The next morning finds us on yet another four-hour-plus drive, to a wide-open glacial valley called the Phobjikha. My four previous drives here were deemed auspicious by my Buddhist friends because each time I’d seen rare golden langur monkeys along the way, which I’m told is a good-luck symbol. This time, I spy a bird that appears to be carved out of turquoise, a verditer flycatcher, and then a scarlet finch. But no langurs. Suddenly we come upon a huge male perched atop a small tree beside the road, as if he’s waiting for us. “I’ve never seen a golden langur here,” Dorji says; they usually stay in shaded glens. An hour later, I spot a large mongoose, the ultimate local sign of good fortune. All Bhutanese temple murals include images of Jambhala, the god of wealth, holding a mongoose that spits precious jewels nonstop. I’m speechless and Dorji is overjoyed. “I think,” he says, “that you will return to Bhutan and build your farmhouse in the Paro Valley,” a life’s dream, as I’d confided to him earlier.
Our day ends at my favorite retreat, Gangtey Monastery, where we’re given a very rare invitation to join the monks for their evening prayers. The deeper lesson, during the oblations, is about what Buddhists call presence. The farther you go into “Buddha nature,” the still, electric peace within (what Westerners might call the spirit), the more aware you become. Marry this to Buddhism’s eternal call for compassion, and needs beyond one’s own come clearly into focus. You feel drawn to meet them.
As we listen to the chanting and drumming, I notice a new stillness in Tom. “I always feel like moving on to the next thing,” he tells me after the prayers are over. “But being surrounded by the monks, by the depth of their voices, the drums beating and the perpetual nature of the chanting—it slowed me down. And I was right there.”

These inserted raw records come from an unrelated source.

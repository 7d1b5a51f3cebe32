use chrono::Utc;
use colored::*;
use log::{Level, Metadata, Record};
use once_cell::sync::Lazy;
use serde_json::json;
use std::io::{self, Write};
use std::sync::Mutex;
use uuid::Uuid;

static GATEWAY_LOGGER: Lazy<GatewayLogger> = Lazy::new(GatewayLogger::new);

pub fn init() -> Result<(), String> {
    init_with_config(LoggerConfig::default())
}

pub fn init_with_config(config: LoggerConfig) -> Result<(), String> {
    GATEWAY_LOGGER.update_config(config.clone());

    if let Err(e) = log::set_logger(&*GATEWAY_LOGGER) {
        return Err(format!("Failed to set logger: {:?}", e));
    }

    log::set_max_level(config.min_level.to_level_filter());
    Ok(())
}

#[derive(Debug, Clone, Copy, PartialEq, Eq, PartialOrd, Ord)]
pub enum LogLevel {
    Trace,
    Debug,
    Info,
    Warn,
    Error,
}

impl LogLevel {
    pub fn color(&self) -> Color {
        match self {
            LogLevel::Trace => Color::Cyan,
            LogLevel::Debug => Color::Blue,
            LogLevel::Info => Color::Green,
            LogLevel::Warn => Color::Yellow,
            LogLevel::Error => Color::Red,
        }
    }

    pub fn as_str(&self) -> &'static str {
        match self {
            LogLevel::Trace => "TRACE",
            LogLevel::Debug => "DEBUG",
            LogLevel::Info => "INFO",
            LogLevel::Warn => "WARN",
            LogLevel::Error => "ERROR",
        }
    }

    pub fn to_level_filter(&self) -> log::LevelFilter {
        match self {
            LogLevel::Trace => log::LevelFilter::Trace,
            LogLevel::Debug => log::LevelFilter::Debug,
            LogLevel::Info => log::LevelFilter::Info,
            LogLevel::Warn => log::LevelFilter::Warn,
            LogLevel::Error => log::LevelFilter::Error,
        }
    }

    pub fn from_level(level: Level) -> Self {
        match level {
            Level::Trace => LogLevel::Trace,
            Level::Debug => LogLevel::Debug,
            Level::Info => LogLevel::Info,
            Level::Warn => LogLevel::Warn,
            Level::Error => LogLevel::Error,
        }
    }
}

#[derive(Debug, Clone)]
pub struct LoggerConfig {
    pub min_level: LogLevel,
    pub show_colors: bool,
    pub show_module: bool,
    pub include_timestamp: bool,
    pub timestamp_format: String,
    pub output_json: bool,
    pub custom_prefix: Option<String>,
}

impl Default for LoggerConfig {
    fn default() -> Self {
        Self {
            min_level: LogLevel::Info,
            show_colors: true,
            show_module: true,
            include_timestamp: true,
            timestamp_format: "%Y-%m-%d %H:%M:%S%.3f".to_string(),
            output_json: false,
            custom_prefix: None,
        }
    }
}

impl LoggerConfig {
    pub fn new() -> Self {
        Self::default()
    }

    pub fn with_level(mut self, level: LogLevel) -> Self {
        self.min_level = level;
        self
    }

    pub fn with_colors(mut self, enabled: bool) -> Self {
        self.show_colors = enabled;
        self
    }

    pub fn with_prefix(mut self, prefix: &str) -> Self {
        self.custom_prefix = Some(prefix.to_string());
        self
    }

    pub fn production() -> Self {
        Self {
            min_level: LogLevel::Info,
            show_colors: false,
            output_json: true,
            ..Default::default()
        }
    }

    pub fn development() -> Self {
        Self {
            min_level: LogLevel::Debug,
            show_colors: true,
            output_json: false,
            ..Default::default()
        }
    }
}

pub struct GatewayLogger {
    config: Mutex<LoggerConfig>,
}

impl GatewayLogger {
    fn new() -> Self {
        Self {
            config: Mutex::new(LoggerConfig::default()),
        }
    }

    fn update_config(&self, new_config: LoggerConfig) {
        let mut config = self.config.lock().unwrap();
        *config = new_config;
    }

    fn format_line(&self, record: &Record, config: &LoggerConfig) -> String {
        let level = LogLevel::from_level(record.level());
        let mut output = String::new();

        if let Some(prefix) = &config.custom_prefix {
            output.push_str(&format!("[{}] ", prefix));
        }

        if config.include_timestamp {
            let timestamp = Utc::now().format(&config.timestamp_format).to_string();
            if config.show_colors {
                output.push_str(&format!("{} ", timestamp.bright_black()));
            } else {
                output.push_str(&format!("{} ", timestamp));
            }
        }

        if config.show_colors {
            output.push_str(&format!("[{}] ", level.as_str().color(level.color()).bold()));
        } else {
            output.push_str(&format!("[{}] ", level.as_str()));
        }

        if config.show_module {
            if let Some(module) = record.module_path() {
                if config.show_colors {
                    output.push_str(&format!("{}::", module.bright_blue()));
                } else {
                    output.push_str(&format!("{}::", module));
                }
            }
        }

        output.push_str(&record.args().to_string());
        output
    }
}

impl log::Log for GatewayLogger {
    fn enabled(&self, metadata: &Metadata) -> bool {
        if let Ok(config) = self.config.lock() {
            metadata.level() <= config.min_level.to_level_filter()
        } else {
            true
        }
    }

    fn log(&self, record: &Record) {
        if !self.enabled(record.metadata()) {
            return;
        }
        if let Ok(config) = self.config.lock() {
            if config.output_json {
                let entry = json!({
                    "timestamp": Utc::now().to_rfc3339(),
                    "level": LogLevel::from_level(record.level()).as_str(),
                    "module": record.module_path().unwrap_or("unknown"),
                    "message": record.args().to_string(),
                });
                println!("{}", entry);
            } else {
                println!("{}", self.format_line(record, &config));
            }
        }
    }

    fn flush(&self) {
        let _ = io::stdout().flush();
    }
}

/// Correlates the log lines of one gateway request across retries.
pub fn request_id() -> String {
    Uuid::new_v4().to_string()
}

pub fn log_startup_info(app_name: &str, version: &str, port: u16) {
    log::info!("Starting {} v{}", app_name, version);
    log::info!("Server will run on http://127.0.0.1:{}", port);
}
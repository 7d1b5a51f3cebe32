use async_trait::async_trait;
use serde_json::Value;
use std::time::Duration;
use thiserror::Error;

/// Raw provider reply before classification: status line, headers and
/// body text, whatever the status was.
#[derive(Debug, Clone)]
pub struct RawResponse {
    pub status: u16,
    pub headers: Vec<(String, String)>,
    pub body: String,
}

#[derive(Debug, Error)]
pub enum TransportError {
    #[error("request timed out")]
    Timeout,
    #[error("{0}")]
    Other(String),
}

/// Seam between the gateway client and the wire. Production uses
/// [`ReqwestTransport`]; tests script responses in memory.
#[async_trait]
pub trait ProviderTransport: Send + Sync {
    async fn post_json(
        &self,
        url: &str,
        headers: &[(String, String)],
        body: &Value,
    ) -> Result<RawResponse, TransportError>;
}

/// reqwest-backed transport. A fresh client is built per call so each
/// request owns its connection scope and releases it when the request,
/// including any retries, completes.
pub struct ReqwestTransport {
    connect_timeout: Duration,
    total_timeout: Duration,
}

impl ReqwestTransport {
    pub fn new(connect_timeout: Duration, total_timeout: Duration) -> Self {
        Self {
            connect_timeout,
            total_timeout,
        }
    }
}

#[async_trait]
impl ProviderTransport for ReqwestTransport {
    async fn post_json(
        &self,
        url: &str,
        headers: &[(String, String)],
        body: &Value,
    ) -> Result<RawResponse, TransportError> {
        let client = reqwest::Client::builder()
            .connect_timeout(self.connect_timeout)
            .timeout(self.total_timeout)
            .build()
            .map_err(|e| TransportError::Other(e.to_string()))?;

        let mut request = client.post(url).json(body);
        for (name, value) in headers {
            request = request.header(name.as_str(), value.as_str());
        }

        let response = request.send().await.map_err(classify_reqwest_error)?;

        let status = response.status().as_u16();
        let headers = response
            .headers()
            .iter()
            .map(|(name, value)| {
                (
                    name.to_string(),
                    value.to_str().unwrap_or("<non-ascii>").to_string(),
                )
            })
            .collect();
        let body = response.text().await.map_err(classify_reqwest_error)?;

        Ok(RawResponse {
            status,
            headers,
            body,
        })
    }
}

fn classify_reqwest_error(err: reqwest::Error) -> TransportError {
    if err.is_timeout() {
        TransportError::Timeout
    } else {
        TransportError::Other(err.to_string())
    }
}
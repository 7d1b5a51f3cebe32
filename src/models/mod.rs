pub mod generation;

pub use generation::*;
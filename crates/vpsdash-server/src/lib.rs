//! Ядро сервера VPS-дашборда.

pub mod api;
pub mod config;
pub mod error;
pub mod services;


use api::rate_limit::RateLimiter;
use api::AppState;
use config::ServerConfig;
use sea_orm::{Database, DatabaseConnection};
use services::exchange_service::{CbrRateSource, ExchangeService};
use std::net::SocketAddr;
use std::sync::Arc;
use std::time::Duration;
use tokio::sync::watch;
use tracing::info;
use vpsdash_migration::{Migrator, MigratorTrait};

/// Запустить сервер.
pub async fn run(config: ServerConfig) -> anyhow::Result<()> {
    // 1. Подключение к БД
    info!("Подключение к базе данных: {}", config.db_url);
    let db: DatabaseConnection = Database::connect(&config.db_url).await?;

    // 2. Автоматические миграции
    info!("Выполнение миграций...");
    Migrator::up(&db, None).await?;

    // 3. Состояние приложения
    let source = CbrRateSource::new(&config.exchange)?;
    let state = AppState {
        db: db.clone(),
        jwt_secret: config.jwt_secret.clone(),
        admin_password_hash: config.admin_password_hash.clone(),
        token_ttl_minutes: config.token_ttl_minutes,
        metrics_retention_hours: config.metrics_retention_hours,
        exchange: ExchangeService::new(Arc::new(source), config.exchange.ttl),
        login_limiter: RateLimiter::new(config.login_rate_limit, Duration::from_secs(60)),
    };

    // 4. Маршрутизатор
    let app = api::build_router(state);

    // 5. Graceful shutdown
    let (shutdown_tx, shutdown_rx) = watch::channel(false);
    tokio::spawn(async move {
        tokio::signal::ctrl_c().await.ok();
        info!("Получен сигнал завершения, останавливаю сервер...");
        let _ = shutdown_tx.send(true);
    });

    // 6. Фоновая проверка доступности серверов
    let probe = tokio::spawn(services::probe_service::run_probe_loop(
        db.clone(),
        config.probe.clone(),
        shutdown_rx.clone(),
    ));

    // 7. Запуск сервера
    info!("Сервер запущен на {}", config.listen);
    serve(&config.listen, app, shutdown_rx).await?;
    probe.await.ok();

    info!("Сервер остановлен");
    Ok(())
}

/// HTTP без TLS: сервер рассчитан на работу за обратным прокси.
async fn serve(
    listen: &str,
    app: axum::Router,
    mut shutdown_rx: watch::Receiver<bool>,
) -> anyhow::Result<()> {
    let addr: SocketAddr = listen.parse()?;
    let listener = tokio::net::TcpListener::bind(addr).await?;

    axum::serve(
        listener,
        app.into_make_service_with_connect_info::<SocketAddr>(),
    )
    .with_graceful_shutdown(async move {
        while !*shutdown_rx.borrow() {
            if shutdown_rx.changed().await.is_err() {
                break;
            }
        }
    })
    .await?;

    Ok(())
}
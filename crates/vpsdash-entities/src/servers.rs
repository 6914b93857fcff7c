//! Entity для таблицы servers.

use sea_orm::entity::prelude::*;
use serde::{Deserialize, Serialize};
use vpsdash_domain::models::{ServerExport, ServerResponse, ServerStatus};
use vpsdash_domain::BillableServer;

#[derive(Clone, Debug, PartialEq, DeriveEntityModel, Serialize, Deserialize)]
#[sea_orm(table_name = "servers")]
pub struct Model {
    #[sea_orm(primary_key)]
    pub id: i32,

    /// Папка, в которой лежит сервер
    pub folder_id: i32,

    pub name: String,

    /// IPv4, IPv6 или имя хоста
    pub ip: String,

    pub provider: String,

    /// Стоимость в месяц; 0 означает бесплатный сервер
    pub price: f64,

    /// Код валюты (USD, EUR, RUB)
    pub currency: String,

    /// День оплаты ("1".."31") или "-"
    pub payment_date: String,

    /// online / offline / unknown
    pub status: String,

    /// Задержка последней проверки, мс
    pub last_ping: Option<i32>,

    pub last_check: Option<ChronoDateTimeUtc>,

    /// Последний оплаченный месяц ("2026-01")
    pub last_paid_month: Option<String>,

    /// Токен агента сбора метрик (показывается администратору)
    #[serde(skip_serializing)]
    pub agent_token: Option<String>,

    /// SHA-256 hex токена агента; по нему агент ищется при отправке метрик
    #[sea_orm(unique)]
    #[serde(skip_serializing)]
    pub agent_token_hash: Option<String>,

    pub created_at: ChronoDateTimeUtc,
}

#[derive(Copy, Clone, Debug, EnumIter, DeriveRelation)]
pub enum Relation {
    #[sea_orm(
        belongs_to = "super::folders::Entity",
        from = "Column::FolderId",
        to = "super::folders::Column::Id",
        on_delete = "Cascade"
    )]
    Folder,

    #[sea_orm(has_many = "super::payments::Entity")]
    Payments,

    #[sea_orm(has_many = "super::server_metrics::Entity")]
    Metrics,
}

impl Related<super::folders::Entity> for Entity {
    fn to() -> RelationDef {
        Relation::Folder.def()
    }
}

impl Related<super::payments::Entity> for Entity {
    fn to() -> RelationDef {
        Relation::Payments.def()
    }
}

impl Related<super::server_metrics::Entity> for Entity {
    fn to() -> RelationDef {
        Relation::Metrics.def()
    }
}

impl ActiveModelBehavior for ActiveModel {}

impl Model {
    pub fn status(&self) -> ServerStatus {
        self.status.parse().unwrap_or_default()
    }

    pub fn to_export(&self) -> ServerExport {
        ServerExport {
            name: self.name.clone(),
            ip: self.ip.clone(),
            provider: self.provider.clone(),
            price: self.price,
            currency: self.currency.clone(),
            payment_date: self.payment_date.clone(),
        }
    }
}

impl From<Model> for ServerResponse {
    fn from(m: Model) -> Self {
        let status = m.status();
        ServerResponse {
            id: m.id,
            folder_id: m.folder_id,
            name: m.name,
            ip: m.ip,
            provider: m.provider,
            price: m.price,
            currency: m.currency,
            payment_date: m.payment_date,
            status,
            last_ping: m.last_ping,
            last_check: m.last_check,
            last_paid_month: m.last_paid_month,
        }
    }
}

impl BillableServer for Model {
    fn price(&self) -> f64 {
        self.price
    }
    fn currency(&self) -> &str {
        &self.currency
    }
    fn payment_date(&self) -> &str {
        &self.payment_date
    }
    fn last_paid_month(&self) -> Option<&str> {
        self.last_paid_month.as_deref()
    }
}
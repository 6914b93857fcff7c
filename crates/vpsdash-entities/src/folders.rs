//! Entity для таблицы folders.

use sea_orm::entity::prelude::*;
use serde::{Deserialize, Serialize};
use vpsdash_domain::models::{FolderResponse, ServerResponse};

#[derive(Clone, Debug, PartialEq, Eq, DeriveEntityModel, Serialize, Deserialize)]
#[sea_orm(table_name = "folders")]
pub struct Model {
    #[sea_orm(primary_key)]
    pub id: i32,

    pub name: String,

    /// Цвет в формате #rrggbb
    pub color: String,

    /// Позиция среди папок (0..n-1)
    pub position: i32,

    pub created_at: ChronoDateTimeUtc,
}

#[derive(Copy, Clone, Debug, EnumIter, DeriveRelation)]
pub enum Relation {
    #[sea_orm(has_many = "super::servers::Entity")]
    Servers,
}

impl Related<super::servers::Entity> for Entity {
    fn to() -> RelationDef {
        Relation::Servers.def()
    }
}

impl ActiveModelBehavior for ActiveModel {}

impl Model {
    /// Ответ API вместе с серверами папки.
    pub fn into_response(self, servers: Vec<ServerResponse>) -> FolderResponse {
        FolderResponse {
            id: self.id,
            name: self.name,
            color: self.color,
            position: self.position,
            servers,
        }
    }
}
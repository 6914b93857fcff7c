//! Фоновая проверка доступности серверов по TCP.

use crate::config::ProbeConfig;
use crate::error::AppError;
use chrono::Utc;
use sea_orm::sea_query::Expr;
use sea_orm::{ColumnTrait, DatabaseConnection, EntityTrait, QueryFilter};
use std::sync::Arc;
use std::time::{Duration, Instant};
use tokio::net::TcpStream;
use tokio::sync::watch;
use tokio::task::JoinSet;
use tokio::time::MissedTickBehavior;
use vpsdash_domain::models::ServerStatus;
use vpsdash_entities::servers;

/// Итог одного прохода.
#[derive(Debug, Clone, Copy, Default, PartialEq, Eq)]
pub struct ProbeSummary {
    pub total: usize,
    pub online: usize,
}

/// Цикл проверок. Завершается при получении сигнала остановки.
pub async fn run_probe_loop(
    db: DatabaseConnection,
    config: ProbeConfig,
    mut shutdown: watch::Receiver<bool>,
) {
    let mut ticker = tokio::time::interval(config.interval);
    ticker.set_missed_tick_behavior(MissedTickBehavior::Skip);

    loop {
        tokio::select! {
            _ = ticker.tick() => {}
            _ = shutdown.changed() => {
                tracing::info!("Проверка доступности остановлена");
                return;
            }
        }

        match probe_all(&db, &config).await {
            Ok(summary) => tracing::info!(
                "Проверка доступности: {} из {} серверов online",
                summary.online,
                summary.total
            ),
            Err(e) => tracing::error!("Ошибка проверки доступности: {e}"),
        }
    }
}

/// Проверить все серверы параллельно и сохранить статусы.
pub async fn probe_all(
    db: &DatabaseConnection,
    config: &ProbeConfig,
) -> Result<ProbeSummary, AppError> {
    let targets = servers::Entity::find().all(db).await?;
    let ports: Arc<[u16]> = config.ports.clone().into();

    let mut tasks = JoinSet::new();
    for server in targets {
        let ports = Arc::clone(&ports);
        let timeout = config.timeout;
        tasks.spawn(async move {
            let ping = probe_host(&server.ip, &ports, timeout).await;
            (server.id, ping)
        });
    }

    let mut summary = ProbeSummary::default();
    while let Some(joined) = tasks.join_next().await {
        let (id, ping) = match joined {
            Ok(result) => result,
            Err(e) => {
                tracing::error!("Задача проверки завершилась аварийно: {e}");
                continue;
            }
        };

        summary.total += 1;
        let status = if ping.is_some() {
            summary.online += 1;
            ServerStatus::Online
        } else {
            ServerStatus::Offline
        };
        tracing::debug!(server_id = id, ping = ?ping, "Статус: {status}");

        servers::Entity::update_many()
            .col_expr(servers::Column::Status, Expr::value(status.to_string()))
            .col_expr(servers::Column::LastPing, Expr::value(ping))
            .col_expr(servers::Column::LastCheck, Expr::value(Utc::now()))
            .filter(servers::Column::Id.eq(id))
            .exec(db)
            .await?;
    }

    Ok(summary)
}

/// Время TCP-подключения в миллисекундах к первому отвечающему порту.
pub async fn probe_host(host: &str, ports: &[u16], timeout: Duration) -> Option<i32> {
    for &port in ports {
        let started = Instant::now();
        match tokio::time::timeout(timeout, TcpStream::connect((host, port))).await {
            Ok(Ok(_stream)) => {
                let elapsed = started.elapsed().as_millis();
                return Some(i32::try_from(elapsed).unwrap_or(i32::MAX));
            }
            Ok(Err(e)) => tracing::debug!("{host}:{port} недоступен: {e}"),
            Err(_) => tracing::debug!("{host}:{port} не ответил за {timeout:?}"),
        }
    }
    None
}
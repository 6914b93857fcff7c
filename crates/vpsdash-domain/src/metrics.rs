//! Агрегация снимков метрик: последний снимок и средние за скользящее окно.

use chrono::{DateTime, Duration, Utc};

/// Окно усреднения для панели метрик.
pub const AVERAGE_WINDOW_HOURS: i64 = 12;

/// Снимок метрик с точки зрения агрегации.
pub trait Sample {
    fn collected_at(&self) -> DateTime<Utc>;
    fn cpu_percent(&self) -> f64;
    fn memory_percent(&self) -> f64;
}

/// Средние CPU и памяти. `None`, если в окне нет ни одного снимка.
#[derive(Debug, Clone, Copy, PartialEq, Default)]
pub struct RollingAverages {
    pub cpu: Option<f64>,
    pub memory: Option<f64>,
}

/// Средние арифметические по снимкам, собранным за `window` до `now`.
pub fn rolling_averages<S: Sample>(
    samples: &[S],
    now: DateTime<Utc>,
    window: Duration,
) -> RollingAverages {
    let cutoff = now - window;
    let (count, cpu, memory) = samples
        .iter()
        .filter(|s| s.collected_at() >= cutoff && s.collected_at() <= now)
        .fold((0usize, 0.0, 0.0), |(n, cpu, mem), s| {
            (n + 1, cpu + s.cpu_percent(), mem + s.memory_percent())
        });

    if count == 0 {
        return RollingAverages::default();
    }

    RollingAverages {
        cpu: Some(round1(cpu / count as f64)),
        memory: Some(round1(memory / count as f64)),
    }
}

/// Самый свежий снимок.
pub fn latest<S: Sample>(samples: &[S]) -> Option<&S> {
    samples.iter().max_by_key(|s| s.collected_at())
}

fn round1(value: f64) -> f64 {
    (value * 10.0).round() / 10.0
}

#[cfg(test)]
mod tests {
    use super::*;

    struct Snap {
        at: DateTime<Utc>,
        cpu: f64,
        mem: f64,
    }

    impl Sample for Snap {
        fn collected_at(&self) -> DateTime<Utc> {
            self.at
        }
        fn cpu_percent(&self) -> f64 {
            self.cpu
        }
        fn memory_percent(&self) -> f64 {
            self.mem
        }
    }

    fn window() -> Duration {
        Duration::hours(AVERAGE_WINDOW_HOURS)
    }

    #[test]
    fn test_no_samples_in_window_gives_absent_averages() {
        let now = Utc::now();
        let old = [Snap {
            at: now - Duration::hours(13),
            cpu: 50.0,
            mem: 50.0,
        }];
        let avg = rolling_averages(&old, now, window());
        assert_eq!(avg.cpu, None);
        assert_eq!(avg.memory, None);

        let none: [Snap; 0] = [];
        assert_eq!(rolling_averages(&none, now, window()), RollingAverages::default());
    }

    #[test]
    fn test_zero_load_is_present_not_absent() {
        let now = Utc::now();
        let idle = [Snap {
            at: now - Duration::minutes(1),
            cpu: 0.0,
            mem: 0.0,
        }];
        let avg = rolling_averages(&idle, now, window());
        assert_eq!(avg.cpu, Some(0.0));
        assert_eq!(avg.memory, Some(0.0));
    }

    #[test]
    fn test_mean_over_window_only() {
        let now = Utc::now();
        let samples = [
            Snap {
                at: now - Duration::hours(1),
                cpu: 10.0,
                mem: 40.0,
            },
            Snap {
                at: now - Duration::hours(2),
                cpu: 20.0,
                mem: 60.0,
            },
            Snap {
                at: now - Duration::hours(20),
                cpu: 90.0,
                mem: 90.0,
            },
        ];
        let avg = rolling_averages(&samples, now, window());
        assert_eq!(avg.cpu, Some(15.0));
        assert_eq!(avg.memory, Some(50.0));
        assert_eq!(latest(&samples).map(|s| s.cpu), Some(10.0));
    }
}
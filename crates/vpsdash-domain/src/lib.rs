//! Доменная логика VPS-дашборда: учёт оплат, сводки, метрики, порядок папок.
//!
//! Крейт не выполняет ввода-вывода: сервер и клиент используют одни и те же
//! правила сверки оплат и одну и ту же схему JSON.

pub mod billing;
pub mod metrics;
pub mod models;
pub mod month;
pub mod ordering;
pub mod validation;

pub use billing::{BillableServer, BillingError, LedgerEntry, RateTable, BASE_CURRENCY};
pub use month::Month;
pub use ordering::SortBy;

We spend the next morning hiking through the Phobjikha Valley, a place of primordial beauty. The valley is a testament to Bhutan’s stellar conservation policies. “Respect for the natural world is a central tenet of Buddhism,” states a 1990 government resolution on sustainable development. The Phobjikha’s blue pine forests are still home to tigers and leopards. Bhutan’s endangered black-necked cranes winter here, drawing bird-watchers from around the world. (In Bhutan’s subtropical jungle, elephants and rhinos still roam, and snow leopards inhabit its 25,000-foot mountain peaks—pretty amazing, considering that the country is about the size of Switzerland.)
We decide to hike as the Bhutanese do, in our surprisingly comfortable gho and kira. Dorji sets a course along a path in the center of the valley, then leads us up along the foothills. At 9,000 feet, climbing anything is a challenge. But the valley’s scattered farmhouses have temple rooms where herbal incense burns all day long, and whenever I catch its spiced scent, I feel as though I’m breathing in peace.
I regard my stately husband, who would have looked even statelier had his kneesocks been only a couple of inches higher, and I can’t remember a time when he seemed more present.
“So,” I say, taking his hand, “what do you think of my favorite country?”